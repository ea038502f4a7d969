//! # kinder-runtime
//!
//! Container runtime layer for kinder clusters.
//! Drives a Docker-compatible CLI to create, inspect and remove the
//! sandboxes that stand in for cluster nodes.
//!
//! ## Quick Start
//!
//! ```no_run
//! use kinder_runtime::{Engine, HostRunner, RunArgs};
//! use std::sync::Arc;
//!
//! # async fn example() -> kinder_runtime::Result<()> {
//! let engine = Engine::docker(Arc::new(HostRunner));
//! engine.ensure_network("kind", false).await?;
//!
//! let args = RunArgs::new()
//!     .name("demo-control-plane")
//!     .hostname("demo-control-plane")
//!     .privileged()
//!     .network("kind")
//!     .image("kindest/node:v1.29.2")
//!     .build();
//! engine.run(args).await?;
//!
//! // Cleanup
//! engine.remove(&["demo-control-plane".to_string()]).await?;
//! # Ok(())
//! # }
//! ```
//!
//! ## Features
//!
//! - **Command Runner**: `Runner` trait with a `tokio::process` host implementation
//! - **Output Shape Checks**: wrong line or field counts surface as `UnexpectedOutput`
//! - **Run Arguments**: `RunArgs` builder with mount and port translation
//! - **Networks**: idempotent network creation tolerant of concurrent creators
//! - **Test Fake**: `testing::ScriptedRunner` behind the `test-util` feature

mod args;
mod cmd;
mod engine;
mod error;
mod network;

#[cfg(any(test, feature = "test-util"))]
pub mod testing;

pub use args::{bracket_host, Mount, MountPropagation, PortMapping, PortProtocol, RunArgs};
pub use cmd::{single_line, Cmd, HostRunner, Output, Runner};
pub use engine::Engine;
pub use error::{Result, RuntimeError};
pub use network::NETWORK_LABEL_KEY;
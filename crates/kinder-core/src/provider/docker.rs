//! Docker-flavoured provider.

use super::{Endpoint, Provider, CLUSTER_LABEL_KEY, NODE_ROLE_LABEL_KEY};
use crate::concurrent::{collect_all_errors, until_first_error};
use crate::config::{ClusterSpec, NodeRole};
use crate::error::{CoreError, Result, ResultExt};
use crate::loadbalancer::LOAD_BALANCER_IMAGE;
use crate::node::{api_server_endpoint_node, Node, API_SERVER_INTERNAL_PORT};
use crate::planner::{append_no_proxy, common_args, plan, proxy_vars, CreateOp, PortAllocator};
use async_trait::async_trait;
use futures::future::BoxFuture;
use futures::FutureExt;
use kinder_runtime::{Engine, RuntimeError};
use std::collections::BTreeSet;
use std::fmt;
use std::path::{Path, PathBuf};
use std::sync::Arc;

type EnvLookup = Arc<dyn Fn(&str) -> Option<String> + Send + Sync>;

/// Provider driving a Docker-compatible CLI.
#[derive(Clone)]
pub struct DockerProvider {
    engine: Engine,
    env: EnvLookup,
}

impl fmt::Debug for DockerProvider {
    fn fmt(&self, f: &mut fmt::Formatter<'_>) -> fmt::Result {
        f.debug_struct("DockerProvider")
            .field("engine", &self.engine)
            .finish()
    }
}

impl DockerProvider {
    /// Create a provider reading proxy settings from the process environment.
    pub fn new(engine: Engine) -> Self {
        Self {
            engine,
            env: Arc::new(|key: &str| std::env::var(key).ok()),
        }
    }

    /// Replace the environment lookup used for proxy settings.
    pub fn with_env<F>(mut self, lookup: F) -> Self
    where
        F: Fn(&str) -> Option<String> + Send + Sync + 'static,
    {
        self.env = Arc::new(lookup);
        self
    }

    /// The underlying engine.
    pub fn engine(&self) -> &Engine {
        &self.engine
    }

    async fn ensure_images(&self, spec: &ClusterSpec) -> Result<()> {
        let mut images = spec.images();
        if spec.has_implicit_load_balancer() {
            images.insert(LOAD_BALANCER_IMAGE);
        }
        for image in images {
            self.engine
                .ensure_image(image)
                .await
                .with_context(|| format!("failed to pull image {image}"))?;
        }
        Ok(())
    }

    async fn common_args(&self, spec: &ClusterSpec) -> Result<Vec<String>> {
        let mut proxy = proxy_vars(|key| (self.env)(key));
        if !proxy.is_empty() {
            let subnets = self
                .engine
                .network_subnets(&spec.network)
                .await
                .context("proxy setup error")?;
            append_no_proxy(&mut proxy, &subnets);
        }
        let userns = match self.engine.userns_remap().await {
            Ok(remap) => remap,
            Err(e) => {
                tracing::warn!(error = %e, "Could not detect user namespace remapping");
                false
            }
        };
        Ok(common_args(spec, &proxy, userns))
    }
}

async fn create_node(engine: Engine, op: CreateOp) -> Result<()> {
    tracing::debug!(node = %op.name, role = %op.role, "Creating node");
    engine
        .run(op.args)
        .await
        .with_context(|| format!("docker run error for {}", op.name))?;
    for network in &op.extra_networks {
        engine
            .connect_network(network, &op.name)
            .await
            .with_context(|| format!("docker network connect error for {}", op.name))?;
    }
    Ok(())
}

async fn write_host_file(path: PathBuf, contents: Vec<u8>) -> Result<()> {
    if let Some(parent) = path.parent() {
        tokio::fs::create_dir_all(parent).await?;
    }
    tokio::fs::write(&path, contents)
        .await
        .with_context(|| format!("failed to write {}", path.display()))
}

fn exec_to_file(
    node: Node,
    argv: &'static [&'static str],
    path: PathBuf,
) -> BoxFuture<'static, Result<()>> {
    async move {
        let out = node
            .exec(argv)
            .await
            .with_context(|| format!("{}: {}", node.name(), argv.join(" ")))?;
        let mut contents = out.stdout;
        contents.extend(out.stderr);
        write_host_file(path, contents).await
    }
    .boxed()
}

#[async_trait]
impl Provider for DockerProvider {
    fn name(&self) -> &str {
        self.engine.binary()
    }

    async fn provision(&self, spec: &ClusterSpec) -> Result<()> {
        spec.validate()?;
        self.ensure_images(spec).await?;
        self.engine
            .ensure_network(&spec.network, spec.is_ipv6())
            .await
            .context("failed to ensure docker network")?;

        let common = self.common_args(spec).await?;
        let ops = {
            // Ports are released here, right before the runtime binds them.
            let mut ports = PortAllocator::new();
            plan(spec, &common, &mut ports)?
        };

        tracing::info!(cluster = %spec.name, nodes = ops.len(), "Preparing nodes");
        let engine = self.engine.clone();
        until_first_error(ops.into_iter().map(|op| create_node(engine.clone(), op))).await
    }

    async fn list_clusters(&self) -> Result<Vec<String>> {
        let lines = self
            .engine
            .list(
                &format!("label={CLUSTER_LABEL_KEY}"),
                &format!("{{{{.Label \"{CLUSTER_LABEL_KEY}\"}}}}"),
            )
            .await
            .context("failed to list clusters")?;
        let clusters: BTreeSet<String> = lines.into_iter().filter(|l| !l.is_empty()).collect();
        Ok(clusters.into_iter().collect())
    }

    async fn list_nodes(&self, cluster: &str) -> Result<Vec<Node>> {
        let lines = self
            .engine
            .list(
                &format!("label={CLUSTER_LABEL_KEY}={cluster}"),
                &format!("{{{{.Names}}}}\t{{{{.Label \"{NODE_ROLE_LABEL_KEY}\"}}}}"),
            )
            .await
            .context("failed to list nodes")?;

        let mut nodes = Vec::with_capacity(lines.len());
        for line in lines {
            let parts: Vec<&str> = line.split('\t').collect();
            let [name, role] = parts.as_slice() else {
                return Err(RuntimeError::unexpected(
                    "docker ps",
                    format!("invalid output when listing nodes: {line:?}"),
                )
                .into());
            };
            let role: NodeRole = role.parse()?;
            nodes.push(Node::new(*name, role, self.engine.clone()));
        }
        nodes.sort_by(|a, b| a.name().cmp(b.name()));
        Ok(nodes)
    }

    async fn delete_nodes(&self, nodes: &[Node]) -> Result<()> {
        if nodes.is_empty() {
            return Ok(());
        }
        let names: Vec<String> = nodes.iter().map(|n| n.name().to_string()).collect();
        tracing::info!(nodes = ?names, "Deleting nodes");
        match self.engine.remove(&names).await {
            Ok(()) => Ok(()),
            Err(e) => {
                let err = CoreError::from(e);
                if is_missing(&err, &names) {
                    tracing::warn!(error = %err, "Some nodes were already gone");
                    return Ok(());
                }
                Err(err.context("failed to delete nodes"))
            }
        }
    }

    async fn external_endpoint(&self, cluster: &str) -> Result<Endpoint> {
        let nodes = self.list_nodes(cluster).await?;
        let node = api_server_endpoint_node(&nodes).context("failed to get api server endpoint")?;

        let label_format = format!(
            "{{{{ index .Config.Labels \
             \"desktop.docker.io/ports/{API_SERVER_INTERNAL_PORT}/tcp\" }}}}"
        );
        let lines = self
            .engine
            .inspect_format(node.name(), &label_format)
            .await
            .context("failed to get api server port")?;
        if let [value] = lines.as_slice() {
            if !value.is_empty() {
                return Endpoint::parse(value).ok_or_else(|| {
                    RuntimeError::unexpected(
                        format!("inspect {}", node.name()),
                        format!("invalid desktop port label {value:?}"),
                    )
                    .into()
                });
            }
        }

        let (host, port) = node
            .port_binding(API_SERVER_INTERNAL_PORT)
            .await
            .context("failed to get api server port")?;
        Ok(Endpoint::new(host, port))
    }

    async fn internal_endpoint(&self, cluster: &str) -> Result<Endpoint> {
        let nodes = self.list_nodes(cluster).await?;
        let node = api_server_endpoint_node(&nodes).context("failed to get api server endpoint")?;
        // Node names double as hostnames on the cluster network.
        Ok(Endpoint::new(node.name(), API_SERVER_INTERNAL_PORT))
    }

    async fn collect_logs(&self, cluster: &str, dir: &Path) -> Result<()> {
        let nodes = self.list_nodes(cluster).await?;
        tokio::fs::create_dir_all(dir).await?;

        let mut ops: Vec<BoxFuture<'static, Result<()>>> = Vec::new();
        {
            let engine = self.engine.clone();
            let path = dir.join(format!("{}-info.txt", self.name()));
            ops.push(
                async move {
                    let out = engine.info(None).await.context("docker info")?;
                    write_host_file(path, out.stdout).await
                }
                .boxed(),
            );
        }

        for node in nodes {
            let path = dir.join(node.name());
            {
                let engine = self.engine.clone();
                let name = node.name().to_string();
                let path = path.join("inspect.json");
                ops.push(
                    async move {
                        let raw = engine
                            .inspect_raw(&name)
                            .await
                            .with_context(|| format!("docker inspect {name}"))?;
                        write_host_file(path, raw).await
                    }
                    .boxed(),
                );
            }
            {
                let node = node.clone();
                let path = path.join("serial.log");
                ops.push(
                    async move {
                        let logs = node
                            .serial_logs()
                            .await
                            .with_context(|| format!("docker logs {}", node.name()))?;
                        write_host_file(path, logs).await
                    }
                    .boxed(),
                );
            }
            ops.push(exec_to_file(
                node.clone(),
                &["cat", "/kind/version"],
                path.join("kubernetes-version.txt"),
            ));
            ops.push(exec_to_file(
                node.clone(),
                &["journalctl", "--no-pager"],
                path.join("journal.log"),
            ));
            ops.push(exec_to_file(
                node.clone(),
                &["journalctl", "--no-pager", "-u", "kubelet.service"],
                path.join("kubelet.log"),
            ));
            ops.push(exec_to_file(
                node.clone(),
                &["journalctl", "--no-pager", "-u", "containerd.service"],
                path.join("containerd.log"),
            ));
            ops.push(exec_to_file(
                node.clone(),
                &["crictl", "images"],
                path.join("images.log"),
            ));
            {
                let engine = self.engine.clone();
                let source = format!("{}:/var/log/.", node.name());
                let dest = path.join("var-log");
                ops.push(
                    async move {
                        tokio::fs::create_dir_all(&dest).await?;
                        let cmd = engine
                            .command()
                            .args(["cp", source.as_str()])
                            .arg(dest.to_string_lossy());
                        engine
                            .run_cmd(&cmd)
                            .await
                            .map(drop)
                            .with_context(|| format!("docker cp {source}"))
                    }
                    .boxed(),
                );
            }
        }

        tracing::info!(cluster, dir = %dir.display(), files = ops.len(), "Collecting logs");
        if let Err(agg) = collect_all_errors(ops).await {
            for e in agg.errors() {
                tracing::warn!(cluster, error = %e, "Log collection step failed");
            }
        }
        Ok(())
    }
}

/// True when the only failures `err` reports are nodes that are already gone.
///
/// A batch removal prints the names it did remove next to its errors, so
/// those lines are accepted too.
pub(crate) fn is_missing(err: &CoreError, names: &[String]) -> bool {
    let Some(RuntimeError::Invocation { output, .. }) = err.runtime() else {
        return false;
    };
    let mut missing = false;
    for line in output.lines().map(str::trim).filter(|l| !l.is_empty()) {
        if line.contains("No such container") {
            missing = true;
        } else if !names.iter().any(|n| n == line) {
            return false;
        }
    }
    missing
}
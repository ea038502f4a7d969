//! Cluster lifecycle manager.

use crate::actions::{ActionContext, LogStatus, Pipeline, Status};
use crate::config::ClusterSpec;
use crate::error::{CoreError, Result};
use crate::kubeconfig;
use crate::node::{bootstrap_control_plane, Node};
use crate::provider::Provider;
use std::path::{Path, PathBuf};
use std::sync::Arc;

/// Options for [`ClusterManager::create`].
#[derive(Debug, Clone)]
pub struct CreateOptions {
    /// Keep nodes around when creation fails.
    pub retain: bool,
    /// Host path the kubeconfig is written to.
    pub kubeconfig_path: PathBuf,
}

impl CreateOptions {
    /// Options writing the kubeconfig to `kubeconfig_path`, cleaning up on failure.
    pub fn new(kubeconfig_path: impl Into<PathBuf>) -> Self {
        Self {
            retain: false,
            kubeconfig_path: kubeconfig_path.into(),
        }
    }

    /// Keep nodes after a failed create.
    pub fn retain(mut self, retain: bool) -> Self {
        self.retain = retain;
        self
    }
}

/// Creates, inspects and deletes clusters through a single [`Provider`].
///
/// Neither the provider nor the bootstrap pipeline clean up after a failure.
/// That decision is made here, from [`CreateOptions::retain`].
pub struct ClusterManager {
    provider: Arc<dyn Provider>,
    status: Arc<dyn Status>,
}

impl ClusterManager {
    /// Manager reporting pipeline progress through `tracing`.
    pub fn new(provider: Arc<dyn Provider>) -> Self {
        Self::with_status(provider, Arc::new(LogStatus::new()))
    }

    /// Manager reporting pipeline progress to `status`.
    pub fn with_status(provider: Arc<dyn Provider>, status: Arc<dyn Status>) -> Self {
        tracing::debug!(provider = provider.name(), "Creating cluster manager");
        Self { provider, status }
    }

    pub fn provider(&self) -> &Arc<dyn Provider> {
        &self.provider
    }

    /// Provision the nodes of `spec` and bootstrap Kubernetes on them.
    pub async fn create(&self, spec: ClusterSpec, options: &CreateOptions) -> Result<()> {
        spec.validate()?;
        let name = spec.name.clone();
        if self.provider.list_clusters().await?.contains(&name) {
            return Err(CoreError::ClusterExists(name));
        }

        tracing::info!(cluster = %name, nodes = spec.nodes.len(), "Creating cluster");
        let result = self.provision_and_bootstrap(spec, options).await;
        if let Err(e) = &result {
            tracing::error!(cluster = %name, error = %e, "Cluster creation failed");
            if options.retain {
                tracing::warn!(cluster = %name, "Retaining nodes after failure");
            } else if let Err(cleanup) = self.delete(&name).await {
                tracing::warn!(cluster = %name, error = %cleanup, "Failed to clean up nodes");
            }
        } else {
            tracing::info!(
                cluster = %name,
                kubeconfig = %options.kubeconfig_path.display(),
                "Cluster created"
            );
        }
        result
    }

    async fn provision_and_bootstrap(
        &self,
        spec: ClusterSpec,
        options: &CreateOptions,
    ) -> Result<()> {
        self.provider.provision(&spec).await?;
        let mut ctx = ActionContext::new(spec, self.provider.clone(), &options.kubeconfig_path);
        Pipeline::bootstrap(self.status.clone()).run(&mut ctx).await
    }

    /// Delete every node of cluster `name`. Deleting an absent cluster is a no-op.
    pub async fn delete(&self, name: &str) -> Result<()> {
        let nodes = self.provider.list_nodes(name).await?;
        if nodes.is_empty() {
            tracing::info!(cluster = %name, "No nodes to delete");
            return Ok(());
        }
        tracing::info!(cluster = %name, nodes = nodes.len(), "Deleting cluster");
        self.provider.delete_nodes(&nodes).await
    }

    pub async fn list_clusters(&self) -> Result<Vec<String>> {
        self.provider.list_clusters().await
    }

    pub async fn list_nodes(&self, name: &str) -> Result<Vec<Node>> {
        self.provider.list_nodes(name).await
    }

    /// Admin kubeconfig of cluster `name`, pointed at the host-published
    /// endpoint or, with `internal`, at the endpoint inside the cluster network.
    pub async fn kubeconfig(&self, name: &str, internal: bool) -> Result<String> {
        let nodes = self.provider.list_nodes(name).await?;
        let node = bootstrap_control_plane(&nodes)?;
        let raw = kubeconfig::read_admin(node).await?;

        let server = if internal {
            format!("https://{}", self.provider.internal_endpoint(name).await?)
        } else {
            kubeconfig::localhost_server(self.provider.external_endpoint(name).await?.port)
        };
        let rewritten = kubeconfig::rewrite_server(&raw, name, &server)?;
        String::from_utf8(rewritten)
            .map_err(|e| CoreError::Kubeconfig(format!("kubeconfig is not UTF-8: {e}")))
    }

    /// `https://` URL of the API server as seen from the host.
    pub async fn server_address(&self, name: &str) -> Result<String> {
        Ok(format!("https://{}", self.provider.external_endpoint(name).await?))
    }

    /// Collect runtime and node logs of cluster `name` into `dir`.
    pub async fn export_logs(&self, name: &str, dir: &Path) -> Result<()> {
        let nodes = self.provider.list_nodes(name).await?;
        if nodes.is_empty() {
            return Err(CoreError::NodeNotFound(format!("no nodes found for cluster {name:?}")));
        }
        tokio::fs::create_dir_all(dir).await?;
        self.provider.collect_logs(name, dir).await?;
        tracing::info!(cluster = %name, dir = %dir.display(), "Exported logs");
        Ok(())
    }
}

* [The task] Type out again, exactly as written, the lines from the beginning of the material through the one containing "- **Output Shape".

* [Written reply]
repository ea038502f4a7d969
//! # kinder-runtime
//!
//! Container runtime layer for kinder clusters.
//! Drives a Docker-compatible CLI to create, inspect and remove the
//! sandboxes that stand in for cluster nodes.
//!
//! ## Quick Start
//!
//! ```no_run
//! use kinder_runtime::{Engine, HostRunner, RunArgs};
//! use std::sync::Arc;
//!
//! # async fn example() -> kinder_runtime::Result<()> {
//! let engine = Engine::docker(Arc::new(HostRunner));
//! engine.ensure_network("kind", false).await?;
//!
//! let args = RunArgs::new()
//!     .name("demo-control-plane")
//!     .hostname("demo-control-plane")
//!     .privileged()
//!     .network("kind")
//!     .image("kindest/node:v1.29.2")
//!     .build();
//! engine.run(args).await?;
//!
//! // Cleanup
//! engine.remove(&["demo-control-plane".to_string()]).await?;
//! # Ok(())
//! # }
//! ```
//!
//! ## Features
//!
//! - **Command Runner**: `Runner` trait with a `tokio::process` host implementation
//! - **Output Shape Checks**: wrong line or field counts surface as `UnexpectedOutput`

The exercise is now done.